What you have to do → Start with the first line of the material. Repeat each line exactly through the one that contains "one raw JSON-RPC".

The records →
# # # #
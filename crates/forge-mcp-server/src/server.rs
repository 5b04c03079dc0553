// SPDX-FileCopyrightText: 2026 Session Forge Contributors
// SPDX-License-Identifier: MIT OR Apache-2.0

//! MCP request handling over a [`ToolRegistry`].
//!
//! Transport-agnostic: [`McpServer::handle_line`] takes one raw JSON-RPC
//! message and returns the response to write, if any.

use forge_core::ForgeError;
use serde_json::{Value, json};
use tracing::{debug, info, warn};

use crate::jsonrpc::{
    self, INVALID_PARAMS, INVALID_REQUEST, JsonRpcRequest, METHOD_NOT_FOUND, PARSE_ERROR,
};
use crate::tool::{ToolOutput, ToolRegistry};

pub const SERVER_NAME: &str = "session-forge";
pub const SERVER_VERSION: &str = env!("CARGO_PKG_VERSION");
/// Protocol version answered when the client does not state one.
pub const DEFAULT_PROTOCOL_VERSION: &str = "2024-11-05";

pub struct McpServer {
    registry: ToolRegistry,
}

impl McpServer {
    pub fn new(registry: ToolRegistry) -> Self {
        Self { registry }
    }

    pub fn registry(&self) -> &ToolRegistry {
        &self.registry
    }

    /// Handle one raw message. Parse failures answer with a null id.
    pub async fn handle_line(&self, raw: &str) -> Option<Value> {
        let data: Value = match serde_json::from_str(raw) {
            Ok(v) => v,
            Err(e) => {
                warn!(error = %e, "unparsable request");
                return Some(jsonrpc::error(None, PARSE_ERROR, &format!("Parse error: {e}")));
            }
        };

        let Some(obj) = data.as_object() else {
            return Some(jsonrpc::error(None, INVALID_REQUEST, "Invalid Request"));
        };
        let id = obj.get("id").cloned();
        if !obj.contains_key("method") {
            return Some(jsonrpc::error(id, INVALID_REQUEST, "Invalid Request"));
        }

        match serde_json::from_value::<JsonRpcRequest>(data) {
            Ok(request) => self.handle(request).await,
            Err(e) => Some(jsonrpc::error(
                id,
                INVALID_REQUEST,
                &format!("Invalid Request: {e}"),
            )),
        }
    }

    /// Handle a decoded request. Notifications never get a reply.
    pub async fn handle(&self, request: JsonRpcRequest) -> Option<Value> {
        let notification = request.is_notification();
        debug!(method = %request.method, notification, "request");

        let reply = match request.method.as_str() {
            "initialize" => {
                let protocol_version = request
                    .params
                    .as_ref()
                    .and_then(|p| p.get("protocolVersion"))
                    .and_then(Value::as_str)
                    .unwrap_or(DEFAULT_PROTOCOL_VERSION);
                info!(protocol_version, "client initialized");
                jsonrpc::response(
                    request.id,
                    json!({
                        "protocolVersion": protocol_version,
                        "serverInfo": { "name": SERVER_NAME, "version": SERVER_VERSION },
                        "capabilities": { "tools": {} }
                    }),
                )
            }
            "notifications/initialized" | "initialized" => return None,
            "ping" => jsonrpc::response(request.id, json!({})),
            "resources/list" => jsonrpc::response(request.id, json!({ "resources": [] })),
            "prompts/list" => jsonrpc::response(request.id, json!({ "prompts": [] })),
            "tools/list" => jsonrpc::response(
                request.id,
                json!({ "tools": self.registry.tool_definitions() }),
            ),
            "tools/call" => self.call_tool(request.id, request.params).await,
            method => {
                if notification {
                    return None;
                }
                jsonrpc::error(
                    request.id,
                    METHOD_NOT_FOUND,
                    &format!("Method not found: {method}"),
                )
            }
        };

        if notification { None } else { Some(reply) }
    }

    async fn call_tool(&self, id: Option<Value>, params: Option<Value>) -> Value {
        let Some(Value::Object(params)) = params else {
            return jsonrpc::error(id, INVALID_PARAMS, "params must be an object");
        };
        let name = params.get("name").and_then(Value::as_str).unwrap_or_default();
        let Some(tool) = self.registry.get(name) else {
            return jsonrpc::error(id, INVALID_PARAMS, &format!("Unknown tool: {name}"));
        };
        let args = match params.get("arguments") {
            None | Some(Value::Null) => json!({}),
            Some(v) => v.clone(),
        };

        let output = match validate_arguments(&tool.parameters_schema(), &args) {
            Ok(()) => tool.invoke(args).await,
            Err(e) => Err(e),
        };
        let output = output.unwrap_or_else(|e| {
            warn!(tool = name, error = %e, "tool call failed");
            ToolOutput::from_error(&e)
        });

        jsonrpc::response(
            id,
            json!({
                "content": [{ "type": "text", "text": output.content }],
                "isError": output.is_error,
            }),
        )
    }
}

/// Check `args` against a tool's JSON Schema.
fn validate_arguments(schema: &Value, args: &Value) -> Result<(), ForgeError> {
    let validator = jsonschema::validator_for(schema)
        .map_err(|e| ForgeError::Internal(format!("invalid tool schema: {e}")))?;
    let problems: Vec<String> = validator.iter_errors(args).map(|e| e.to_string()).collect();
    if problems.is_empty() {
        Ok(())
    } else {
        Err(ForgeError::InvalidInput(problems.join("; ")))
    }
}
# # # #
Solution for this task →
filename crates/forge-mcp-server/src/server.rs
repository 5b04c03079dc0553
// SPDX-FileCopyrightText: 2026 Session Forge Contributors
// SPDX-License-Identifier: MIT OR Apache-2.0

//! MCP request handling over a [`ToolRegistry`].
//!
//! Transport-agnostic: [`McpServer::handle_line`] takes one raw JSON-RPC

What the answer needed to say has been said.